We previously mentioned the medical tests performed by your doctor for heart attacks symptoms, which is an ECG. Additionally, there is an Echocardiogram which is an ultrasound that shows pictures of the heart’s chambers, valves, walls, and blood vessels. There is also the commonly used stress test that is performed on a treadmill. An ECG is only used for heart disease testing, especially when you tell a doctor that you are experiencing chest pain, arm pain, or rapid heartbeats.

From experience, I can tell you that an ECG contains sensors or electrode pads (10 sensors) that are strategically placed over the front of the body. My sensors have been placed on my arms, legs, the chest, and breast areas. How do I know? Because I have often come home to find them still affixed. An ECG test is painless. There are two types of ECG tests: resting ECG and exercise/stress ECG.

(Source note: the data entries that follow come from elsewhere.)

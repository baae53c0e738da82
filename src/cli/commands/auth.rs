use clap::Subcommand;
use serde_json::json;

use crate::cli::utils::{output_error, output_success};
use crate::cli::OutputFormat;
use crate::config::ConnectorConfig;
use crate::error::ConnectorError;

#[derive(Subcommand)]
pub enum AuthCommands {
    #[command(about = "Check a username or email and password against the application")]
    Login {
        #[arg(help = "Username or email")]
        login: String,
        #[arg(long, help = "Password (falls back to CONNECTOR_PASSWORD)")]
        password: Option<String>,
    },
}

pub async fn handle(cmd: AuthCommands, config: ConnectorConfig, output_format: OutputFormat) -> anyhow::Result<()> {
    match cmd {
        AuthCommands::Login { login, password } => {
            let password = match password.or_else(|| std::env::var("CONNECTOR_PASSWORD").ok()) {
                Some(password) => password,
                None => anyhow::bail!("No password given; pass --password or set CONNECTOR_PASSWORD"),
            };

            let connector = super::connector(config)?;
            match connector.authenticate(&login, &password).await {
                Ok(record) => output_success(
                    &output_format,
                    &format!("Authenticated {}", login),
                    Some(json!({ "account": record.to_json() })),
                ),
                Err(e @ ConnectorError::RemoteClient { .. }) => {
                    output_error(&output_format, &e.to_string(), Some(e.error_code()))?;
                    Err(e.into())
                }
                Err(e) => Err(e.into()),
            }
        }
    }
}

A resting ECG is when you are asked to lie down on the office exam table where electrode pads feed circulatory and heartbeat information to a graph machine for the doctor to interpret. An exercise/stress ECG is given under a physical stress exam. When the heart is elevated, it is often easier to detect changes in our heart rhythm.

You can see this in Bob Harper’s case, where he had a heart attack and he is a fitness guru. Bob is doing fine now and you can recover from a heart attack. Your new best friends following a heart attack recovery are dietary, exercise, and positive mental changes. Also, follow the instructions of your healthcare team who is monitoring you after you have joined the club of being a heart attack survivor.